━━━ Records to process ━━━

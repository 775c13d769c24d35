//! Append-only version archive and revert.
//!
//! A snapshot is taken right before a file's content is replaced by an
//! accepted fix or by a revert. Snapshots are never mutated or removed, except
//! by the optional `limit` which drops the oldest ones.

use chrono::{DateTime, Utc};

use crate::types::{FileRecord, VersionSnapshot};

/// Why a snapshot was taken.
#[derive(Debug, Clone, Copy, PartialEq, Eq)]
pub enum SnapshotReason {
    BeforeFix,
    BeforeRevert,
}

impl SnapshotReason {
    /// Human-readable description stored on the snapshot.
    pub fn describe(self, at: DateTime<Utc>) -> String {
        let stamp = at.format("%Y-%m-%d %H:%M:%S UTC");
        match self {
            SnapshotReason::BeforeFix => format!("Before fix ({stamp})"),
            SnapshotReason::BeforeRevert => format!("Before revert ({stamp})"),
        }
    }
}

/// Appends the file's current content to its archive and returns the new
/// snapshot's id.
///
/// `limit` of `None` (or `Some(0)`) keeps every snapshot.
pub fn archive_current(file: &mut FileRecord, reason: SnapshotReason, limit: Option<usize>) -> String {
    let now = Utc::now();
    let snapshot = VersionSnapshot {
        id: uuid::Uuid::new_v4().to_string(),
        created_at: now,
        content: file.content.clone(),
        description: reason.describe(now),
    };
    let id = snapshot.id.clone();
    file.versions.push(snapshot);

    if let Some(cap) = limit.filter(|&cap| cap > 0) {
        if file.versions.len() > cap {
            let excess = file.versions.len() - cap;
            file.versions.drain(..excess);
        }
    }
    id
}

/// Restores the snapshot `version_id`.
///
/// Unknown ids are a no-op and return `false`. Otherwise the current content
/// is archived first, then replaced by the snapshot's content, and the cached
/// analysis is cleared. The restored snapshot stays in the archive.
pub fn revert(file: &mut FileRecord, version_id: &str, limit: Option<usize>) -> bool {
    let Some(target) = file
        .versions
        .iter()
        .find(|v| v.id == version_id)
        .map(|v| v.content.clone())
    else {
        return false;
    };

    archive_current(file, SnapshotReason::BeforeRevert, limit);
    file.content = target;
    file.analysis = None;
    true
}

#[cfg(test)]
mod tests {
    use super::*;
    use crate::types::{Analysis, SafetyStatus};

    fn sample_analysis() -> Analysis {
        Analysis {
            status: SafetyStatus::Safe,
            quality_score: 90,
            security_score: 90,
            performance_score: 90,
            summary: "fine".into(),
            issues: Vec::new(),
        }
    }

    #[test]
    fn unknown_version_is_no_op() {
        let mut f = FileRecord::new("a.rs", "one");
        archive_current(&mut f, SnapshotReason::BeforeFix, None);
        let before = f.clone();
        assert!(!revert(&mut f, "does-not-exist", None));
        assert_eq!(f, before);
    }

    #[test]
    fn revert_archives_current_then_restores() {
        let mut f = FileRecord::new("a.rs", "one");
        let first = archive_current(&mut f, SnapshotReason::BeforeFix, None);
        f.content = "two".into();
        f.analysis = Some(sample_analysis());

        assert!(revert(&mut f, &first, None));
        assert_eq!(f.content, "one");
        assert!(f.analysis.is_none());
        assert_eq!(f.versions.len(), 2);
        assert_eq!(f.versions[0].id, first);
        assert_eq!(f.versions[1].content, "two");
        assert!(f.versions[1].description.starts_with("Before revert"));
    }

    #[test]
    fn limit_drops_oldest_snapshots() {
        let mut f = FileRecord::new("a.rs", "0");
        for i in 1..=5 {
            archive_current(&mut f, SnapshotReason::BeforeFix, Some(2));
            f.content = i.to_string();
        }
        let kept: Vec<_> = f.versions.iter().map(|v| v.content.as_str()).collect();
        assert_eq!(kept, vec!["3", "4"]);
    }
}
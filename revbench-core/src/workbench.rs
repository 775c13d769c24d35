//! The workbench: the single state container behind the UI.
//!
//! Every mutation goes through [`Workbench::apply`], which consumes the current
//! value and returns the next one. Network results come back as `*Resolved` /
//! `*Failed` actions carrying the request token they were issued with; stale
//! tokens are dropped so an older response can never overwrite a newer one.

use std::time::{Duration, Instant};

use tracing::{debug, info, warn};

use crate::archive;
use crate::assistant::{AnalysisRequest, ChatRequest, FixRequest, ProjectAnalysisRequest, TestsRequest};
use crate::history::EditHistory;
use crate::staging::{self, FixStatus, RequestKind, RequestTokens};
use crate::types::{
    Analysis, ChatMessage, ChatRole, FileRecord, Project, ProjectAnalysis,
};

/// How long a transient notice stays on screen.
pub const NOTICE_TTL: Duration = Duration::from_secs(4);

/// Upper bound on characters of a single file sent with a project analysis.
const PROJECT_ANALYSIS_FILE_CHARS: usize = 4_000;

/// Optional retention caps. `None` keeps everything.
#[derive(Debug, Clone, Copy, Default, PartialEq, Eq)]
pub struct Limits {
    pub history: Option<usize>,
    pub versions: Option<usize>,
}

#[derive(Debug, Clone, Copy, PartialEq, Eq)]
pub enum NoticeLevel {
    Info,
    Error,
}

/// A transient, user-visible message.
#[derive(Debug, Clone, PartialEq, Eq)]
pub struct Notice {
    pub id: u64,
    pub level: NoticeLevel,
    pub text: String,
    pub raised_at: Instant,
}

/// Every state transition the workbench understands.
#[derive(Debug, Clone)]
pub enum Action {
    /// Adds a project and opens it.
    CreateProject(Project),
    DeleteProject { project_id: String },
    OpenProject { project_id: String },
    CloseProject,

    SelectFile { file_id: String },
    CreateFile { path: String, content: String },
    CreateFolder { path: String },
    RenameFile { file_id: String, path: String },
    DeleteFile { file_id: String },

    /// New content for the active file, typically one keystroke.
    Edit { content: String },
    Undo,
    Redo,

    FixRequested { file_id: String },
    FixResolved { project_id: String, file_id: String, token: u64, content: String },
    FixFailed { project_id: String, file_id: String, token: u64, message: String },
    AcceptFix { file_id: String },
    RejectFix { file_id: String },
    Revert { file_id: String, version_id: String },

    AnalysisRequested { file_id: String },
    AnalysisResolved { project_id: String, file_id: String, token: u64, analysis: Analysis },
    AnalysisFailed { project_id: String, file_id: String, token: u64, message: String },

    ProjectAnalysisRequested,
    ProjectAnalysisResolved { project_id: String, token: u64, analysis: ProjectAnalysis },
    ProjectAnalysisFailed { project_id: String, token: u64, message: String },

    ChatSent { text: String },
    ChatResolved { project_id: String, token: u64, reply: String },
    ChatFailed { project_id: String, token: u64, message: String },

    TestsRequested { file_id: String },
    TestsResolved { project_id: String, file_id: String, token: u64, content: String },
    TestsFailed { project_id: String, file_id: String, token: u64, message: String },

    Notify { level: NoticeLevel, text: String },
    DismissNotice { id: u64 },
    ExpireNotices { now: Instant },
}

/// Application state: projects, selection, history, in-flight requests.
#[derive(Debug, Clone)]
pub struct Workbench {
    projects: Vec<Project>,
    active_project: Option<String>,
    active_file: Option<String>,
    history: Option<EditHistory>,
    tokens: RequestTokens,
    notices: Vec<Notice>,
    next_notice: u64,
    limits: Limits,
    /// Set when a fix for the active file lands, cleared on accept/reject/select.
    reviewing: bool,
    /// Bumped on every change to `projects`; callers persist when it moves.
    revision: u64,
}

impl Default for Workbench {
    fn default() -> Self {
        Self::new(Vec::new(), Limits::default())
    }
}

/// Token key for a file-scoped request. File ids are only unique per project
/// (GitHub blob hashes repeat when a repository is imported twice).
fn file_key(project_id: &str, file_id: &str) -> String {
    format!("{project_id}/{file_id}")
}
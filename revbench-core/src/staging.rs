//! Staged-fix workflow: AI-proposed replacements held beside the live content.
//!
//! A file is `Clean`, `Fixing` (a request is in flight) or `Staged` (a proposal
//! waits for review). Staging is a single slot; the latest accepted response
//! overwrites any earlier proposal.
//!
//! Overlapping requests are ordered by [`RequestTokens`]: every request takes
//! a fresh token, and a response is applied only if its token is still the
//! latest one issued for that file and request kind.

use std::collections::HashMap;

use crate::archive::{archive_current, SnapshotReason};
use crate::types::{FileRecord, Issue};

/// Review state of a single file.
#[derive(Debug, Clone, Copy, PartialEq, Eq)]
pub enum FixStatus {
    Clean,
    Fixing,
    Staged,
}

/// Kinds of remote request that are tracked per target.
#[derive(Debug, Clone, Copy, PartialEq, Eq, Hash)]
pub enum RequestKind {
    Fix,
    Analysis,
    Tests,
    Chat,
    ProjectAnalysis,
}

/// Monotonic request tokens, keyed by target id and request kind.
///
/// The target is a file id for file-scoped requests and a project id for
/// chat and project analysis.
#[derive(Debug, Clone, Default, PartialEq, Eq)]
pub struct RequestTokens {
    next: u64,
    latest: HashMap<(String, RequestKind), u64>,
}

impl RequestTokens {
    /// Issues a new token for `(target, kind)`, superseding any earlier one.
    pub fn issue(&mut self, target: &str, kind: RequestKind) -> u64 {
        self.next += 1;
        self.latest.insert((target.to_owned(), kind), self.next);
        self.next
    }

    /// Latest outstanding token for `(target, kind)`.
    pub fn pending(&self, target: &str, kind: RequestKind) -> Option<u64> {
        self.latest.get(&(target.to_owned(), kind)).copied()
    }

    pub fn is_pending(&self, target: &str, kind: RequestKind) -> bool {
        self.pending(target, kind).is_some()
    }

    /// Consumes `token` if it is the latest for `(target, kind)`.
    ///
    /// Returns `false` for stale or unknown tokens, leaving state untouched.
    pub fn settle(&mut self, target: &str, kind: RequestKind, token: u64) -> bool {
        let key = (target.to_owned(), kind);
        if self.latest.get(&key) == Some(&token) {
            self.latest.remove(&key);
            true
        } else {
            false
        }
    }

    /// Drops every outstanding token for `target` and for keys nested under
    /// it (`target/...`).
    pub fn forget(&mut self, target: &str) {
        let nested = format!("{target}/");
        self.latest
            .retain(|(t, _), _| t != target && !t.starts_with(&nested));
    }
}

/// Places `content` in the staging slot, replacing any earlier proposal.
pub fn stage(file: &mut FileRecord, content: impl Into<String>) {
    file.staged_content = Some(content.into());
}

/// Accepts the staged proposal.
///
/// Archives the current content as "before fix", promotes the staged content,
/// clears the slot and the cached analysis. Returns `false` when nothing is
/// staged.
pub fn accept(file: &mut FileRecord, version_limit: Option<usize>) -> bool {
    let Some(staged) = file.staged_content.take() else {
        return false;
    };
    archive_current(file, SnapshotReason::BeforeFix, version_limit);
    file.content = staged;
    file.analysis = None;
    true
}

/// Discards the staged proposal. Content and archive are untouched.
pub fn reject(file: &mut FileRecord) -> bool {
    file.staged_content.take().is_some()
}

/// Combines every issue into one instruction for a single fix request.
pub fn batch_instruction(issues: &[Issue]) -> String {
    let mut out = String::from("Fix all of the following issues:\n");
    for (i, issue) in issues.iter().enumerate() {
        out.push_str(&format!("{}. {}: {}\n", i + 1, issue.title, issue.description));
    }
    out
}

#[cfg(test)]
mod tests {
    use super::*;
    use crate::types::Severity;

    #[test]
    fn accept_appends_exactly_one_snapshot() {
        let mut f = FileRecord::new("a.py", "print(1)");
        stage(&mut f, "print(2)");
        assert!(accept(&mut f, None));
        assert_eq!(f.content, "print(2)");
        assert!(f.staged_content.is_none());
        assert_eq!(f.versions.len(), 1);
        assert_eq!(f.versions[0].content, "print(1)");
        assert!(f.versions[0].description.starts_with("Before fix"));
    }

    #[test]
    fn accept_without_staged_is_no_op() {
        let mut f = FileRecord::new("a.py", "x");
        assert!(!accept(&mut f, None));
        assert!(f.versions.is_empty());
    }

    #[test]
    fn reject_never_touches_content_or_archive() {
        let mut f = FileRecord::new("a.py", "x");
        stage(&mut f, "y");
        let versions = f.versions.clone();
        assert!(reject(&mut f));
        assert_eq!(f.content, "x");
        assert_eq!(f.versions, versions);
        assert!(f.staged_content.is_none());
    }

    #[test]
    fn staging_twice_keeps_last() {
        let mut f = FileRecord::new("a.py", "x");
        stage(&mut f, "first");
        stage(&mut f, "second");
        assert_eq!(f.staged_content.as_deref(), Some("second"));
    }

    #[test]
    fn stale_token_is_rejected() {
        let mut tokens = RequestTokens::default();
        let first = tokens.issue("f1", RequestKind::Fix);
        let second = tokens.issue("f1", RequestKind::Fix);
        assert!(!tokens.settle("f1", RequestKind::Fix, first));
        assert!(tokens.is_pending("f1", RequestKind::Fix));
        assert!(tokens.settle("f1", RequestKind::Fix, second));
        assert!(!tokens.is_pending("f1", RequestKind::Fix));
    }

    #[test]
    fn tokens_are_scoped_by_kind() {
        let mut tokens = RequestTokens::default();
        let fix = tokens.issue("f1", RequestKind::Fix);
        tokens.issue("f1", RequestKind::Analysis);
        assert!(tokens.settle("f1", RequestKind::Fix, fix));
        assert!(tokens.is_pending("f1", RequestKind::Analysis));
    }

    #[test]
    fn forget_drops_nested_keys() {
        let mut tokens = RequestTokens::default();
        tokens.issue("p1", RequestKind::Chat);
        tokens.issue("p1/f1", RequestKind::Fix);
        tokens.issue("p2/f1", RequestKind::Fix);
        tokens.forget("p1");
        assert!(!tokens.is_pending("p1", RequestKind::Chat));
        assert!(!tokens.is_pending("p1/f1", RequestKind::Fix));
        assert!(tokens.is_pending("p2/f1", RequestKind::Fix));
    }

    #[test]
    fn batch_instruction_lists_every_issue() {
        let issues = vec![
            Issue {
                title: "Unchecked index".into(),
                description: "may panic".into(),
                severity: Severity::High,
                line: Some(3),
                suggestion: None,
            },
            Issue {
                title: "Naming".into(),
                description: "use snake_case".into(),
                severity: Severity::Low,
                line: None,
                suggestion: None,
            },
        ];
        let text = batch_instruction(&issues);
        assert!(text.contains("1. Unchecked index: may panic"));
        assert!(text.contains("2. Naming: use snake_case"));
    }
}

━━━

Your answer must be every line from the entries that contains the string "text", copied as it stands.

    pub text: String,
    ChatSent { text: String },
    Notify { level: NoticeLevel, text: String },
        let text = batch_instruction(&issues);
        assert!(text.contains("1. Unchecked index: may panic"));
        assert!(text.contains("2. Naming: use snake_case"));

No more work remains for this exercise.